Ė in questo e per questo che la lettura di Sir John Eliot Gardiner si fa estremamente chiara e trasparente, è nei colori ruvidi e essenziali della partitura che rivela ogni suo dettaglio, lo descrive, lo esprime. Gardiner è sempre in tempo, anticipa e prepara ogni variazione, non rimane nemmeno un istante su quanto appena svelato. Ė così che suona il Falstaff!
Sir John, quello vero, quello che in palcoscenico ne indossa i panni e si trasmuta in lui, è un Nicola Alaimo per il quale non bastano le parole. Ė una perfetta sintesi fra colui che lo interpreta e il personaggio. Ha tutto per essere il miglior Falstaff vivente e non lo nasconde. La sua voce, così piena di accenti e di intenzioni, ha l’intera tessitura in gola.

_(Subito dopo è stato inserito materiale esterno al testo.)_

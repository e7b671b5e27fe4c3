//! Application configuration management.

use std::path::PathBuf;

use serde::Deserialize;

/// Application configuration.
#[derive(Debug, Clone, Default, Deserialize)]
pub struct AppConfig {
    /// Server configuration.
    #[serde(default)]
    pub server: ServerConfig,
    /// Storage configuration.
    #[serde(default)]
    pub storage: StorageConfig,
}

/// Server configuration.
#[derive(Debug, Clone, Deserialize)]
pub struct ServerConfig {
    /// Host to bind to.
    #[serde(default = "default_host")]
    pub host: String,
    /// Port to listen on.
    #[serde(default = "default_port")]
    pub port: u16,
    /// Largest request body accepted, multipart framing included.
    #[serde(default = "default_max_body_bytes")]
    pub max_body_bytes: usize,
}

impl Default for ServerConfig {
    fn default() -> Self {
        Self {
            host: default_host(),
            port: default_port(),
            max_body_bytes: default_max_body_bytes(),
        }
    }
}

fn default_host() -> String {
    "0.0.0.0".to_string()
}

fn default_port() -> u16 {
    8081
}

fn default_max_body_bytes() -> usize {
    12 * 1024 * 1024
}

/// Storage configuration.
///
/// `provider` is kept as a raw string so that an unknown value never fails
/// deserialization; the storage crate resolves it.
#[derive(Debug, Clone, Deserialize)]
pub struct StorageConfig {
    /// Storage provider selector: `local`, `r2` or `supabase`.
    #[serde(default = "default_provider")]
    pub provider: String,
    /// Timeout applied to every network call, in seconds.
    #[serde(default = "default_request_timeout")]
    pub request_timeout_secs: u64,
    /// Local filesystem settings.
    #[serde(default)]
    pub local: LocalStorageConfig,
    /// Cloudflare R2 settings.
    #[serde(default)]
    pub r2: R2Config,
    /// Supabase Storage settings.
    #[serde(default)]
    pub supabase: SupabaseConfig,
}

impl Default for StorageConfig {
    fn default() -> Self {
        Self {
            provider: default_provider(),
            request_timeout_secs: default_request_timeout(),
            local: LocalStorageConfig::default(),
            r2: R2Config::default(),
            supabase: SupabaseConfig::default(),
        }
    }
}

fn default_provider() -> String {
    "local".to_string()
}

fn default_request_timeout() -> u64 {
    30
}

/// Local filesystem storage settings.
#[derive(Debug, Clone, Deserialize)]
pub struct LocalStorageConfig {
    /// Directory uploads are written under.
    #[serde(default = "default_local_root")]
    pub root: PathBuf,
    /// Public base URL; files are served from `{base_url}/files/`.
    #[serde(default = "default_local_base_url")]
    pub base_url: String,
    /// Maximum file size in bytes.
    #[serde(default = "default_local_max_file_size")]
    pub max_file_size: u64,
    /// Allowed content types.
    #[serde(default = "default_allowed_types")]
    pub allowed_types: Vec<String>,
}

impl Default for LocalStorageConfig {
    fn default() -> Self {
        Self {
            root: default_local_root(),
            base_url: default_local_base_url(),
            max_file_size: default_local_max_file_size(),
            allowed_types: default_allowed_types(),
        }
    }
}

fn default_local_root() -> PathBuf {
    PathBuf::from("./uploads")
}

fn default_local_base_url() -> String {
    "http://localhost:8081".to_string()
}

fn default_local_max_file_size() -> u64 {
    10 * 1024 * 1024 // 10 MiB
}

fn default_allowed_types() -> Vec<String> {
    vec![
        "image/jpeg".to_string(),
        "image/png".to_string(),
        "image/webp".to_string(),
    ]
}

/// Cloudflare R2 settings.
#[derive(Debug, Clone, Deserialize)]
pub struct R2Config {
    /// Cloudflare account ID, used to derive the endpoint.
    #[serde(default)]
    pub account_id: String,
    /// R2 access key ID.
    #[serde(default)]
    pub access_key: String,
    /// R2 secret access key.
    #[serde(default)]
    pub secret_key: String,
    /// Bucket name.
    #[serde(default = "default_bucket")]
    pub bucket: String,
    /// Public base URL objects are served from (custom domain or r2.dev).
    #[serde(default)]
    pub public_url: String,
    /// Explicit S3 endpoint; overrides the one derived from `account_id`.
    #[serde(default)]
    pub endpoint: Option<String>,
}

impl Default for R2Config {
    fn default() -> Self {
        Self {
            account_id: String::new(),
            access_key: String::new(),
            secret_key: String::new(),
            bucket: default_bucket(),
            public_url: String::new(),
            endpoint: None,
        }
    }
}

/// Supabase Storage settings.
#[derive(Debug, Clone, Deserialize)]
pub struct SupabaseConfig {
    /// Project URL, e.g. `https://abcd.supabase.co`.
    #[serde(default)]
    pub url: String,
    /// Anonymous API key.
    #[serde(default)]
    pub anon_key: String,
    /// Bucket name.
    #[serde(default = "default_bucket")]
    pub bucket: String,
}

impl Default for SupabaseConfig {
    fn default() -> Self {
        Self {
            url: String::new(),
            anon_key: String::new(),
            bucket: default_bucket(),
        }
    }
}

fn default_bucket() -> String {
    "inkpress".to_string()
}

impl AppConfig {
    /// Loads configuration from environment and config files.
    ///
    /// # Errors
    ///
    /// Returns an error if configuration cannot be loaded.
    pub fn load() -> Result<Self, config::ConfigError> {
        let run_mode = std::env::var("RUN_MODE").unwrap_or_else(|_| "development".to_string());

        let config = config::Config::builder()
            .add_source(config::File::with_name("config/default").required(false))
            .add_source(config::File::with_name(&format!("config/{run_mode}")).required(false))
            .add_source(
                config::Environment::with_prefix("INKPRESS")
                    .separator("__")
                    .list_separator(",")
                    .with_list_parse_key("storage.local.allowed_types")
                    .try_parsing(true),
            )
            .build()?;

        config.try_deserialize()
    }
}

Ha i gravi e ha gli acuti, ha i declamati inariditi dal vino di Jerez e i recitativi sottili, sottili, sottili, come il paggio del Duca di Norfolk.
A rappresentare questo Falstaff è stato chiamato alla regia Sven-Eric Bechtolf, che questa volta (dopo il deludente Così fan tutte) centra l’obiettivo. Racconta la vicenda in modo essenziale, ma facendo leva su toni emotivi che coinvolgono facilmente. Dà il giusto risalto alla parentesi sentimentale del sonetto di Fenton senza trascurare gli strabordanti assiemi del secondo atto, risolve elegantemente i contrasti della partitura senza alcuna genialità, ma sempre con buon senso della misura. Fa cantare i cantanti, quasi sempre, sul proscenio, rivolti alla platea. Usa le competenze dei suoi collaboratori nel modo più efficace e quindi lo spettacolo è ben illuminato dalle luci di Alex Brok, sono buone le scene di Julian Crouch, ottimi i costumi di Kevin Pollard.

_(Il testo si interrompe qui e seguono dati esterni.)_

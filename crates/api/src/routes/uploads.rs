//! Image upload routes, one per asset role.

use axum::{
    Json, Router,
    extract::{Multipart, Path, State},
    http::StatusCode,
    routing::post,
};
use inkpress_shared::AppError;
use inkpress_storage::{AssetRole, FileStore, FileUpload};
use serde::Serialize;
use tracing::info;

use crate::AppState;
use crate::error::ApiResult;

/// Name of the multipart field carrying the image.
pub const FILE_FIELD: &str = "file";

/// Creates the upload routes.
pub fn routes() -> Router<AppState> {
    Router::new()
        .route("/users/{user_id}/avatar", post(upload_avatar))
        .route("/webtoons/{webtoon_id}/cover", post(upload_cover))
        .route(
            "/webtoons/{webtoon_id}/chapters/{chapter_id}/pages",
            post(upload_page),
        )
}

/// Response for a stored image.
#[derive(Debug, Serialize)]
pub struct UploadResponse {
    /// Public URL of the stored image.
    pub url: String,
}

/// Pull the `file` field out of a multipart body. Other fields are ignored.
async fn read_file_field(mut multipart: Multipart) -> ApiResult<FileUpload> {
    while let Some(field) = multipart.next_field().await? {
        if field.name() != Some(FILE_FIELD) {
            continue;
        }
        let filename = field.file_name().map(str::to_owned);
        let content_type = field.content_type().map(str::to_owned);
        let bytes = field.bytes().await?;
        return Ok(FileUpload::new(bytes, content_type, filename));
    }

    Err(AppError::Validation(format!("multipart field `{FILE_FIELD}` is required")).into())
}

async fn store(
    state: &AppState,
    multipart: Multipart,
    role: AssetRole,
) -> ApiResult<(StatusCode, Json<UploadResponse>)> {
    let upload = read_file_field(multipart).await?;
    let url = state.storage.store_for_role(&upload, &role).await?;
    info!(url = %url, subdirectory = %role.subdirectory(), "Image stored");
    Ok((StatusCode::CREATED, Json(UploadResponse { url })))
}

/// POST `/users/{user_id}/avatar`
async fn upload_avatar(
    State(state): State<AppState>,
    Path(user_id): Path<String>,
    multipart: Multipart,
) -> ApiResult<(StatusCode, Json<UploadResponse>)> {
    store(&state, multipart, AssetRole::Avatar { user_id }).await
}

/// POST `/webtoons/{webtoon_id}/cover`
async fn upload_cover(
    State(state): State<AppState>,
    Path(webtoon_id): Path<String>,
    multipart: Multipart,
) -> ApiResult<(StatusCode, Json<UploadResponse>)> {
    store(&state, multipart, AssetRole::Cover { webtoon_id }).await
}

/// POST `/webtoons/{webtoon_id}/chapters/{chapter_id}/pages`
async fn upload_page(
    State(state): State<AppState>,
    Path((webtoon_id, chapter_id)): Path<(String, String)>,
    multipart: Multipart,
) -> ApiResult<(StatusCode, Json<UploadResponse>)> {
    store(
        &state,
        multipart,
        AssetRole::Page {
            webtoon_id,
            chapter_id,
        },
    )
    .await
}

In palcoscenico c’è solo da distribuire elogi. Per l’importante presenza di Simone Piazzola, Ford, e per le splendide voci di Ailyn Pérez, Sara Mingardo e Caterina Piva, rispettivamente Alice, Mrs. Quickly e Mrs. Page; per il confortante contributo di Christian Collia, Antonio Gares e Gianluca Buratto, Dr. Cajus, Bardolfo e Pistola; per l’esiguo ma precisissimo Fenton di Matthew Swensen e per la brava Francesca Boncompagni, una Nannetta da ricordare.
L’orchestra del Teatro del Maggio Fiorentino ha eseguito il compito nel migliore dei modi, valorizzando le intenzioni del direttore, mentre Lorenzo Fratini ha presentato il Coro, pur qui poco impegnato, nel migliore dei modi.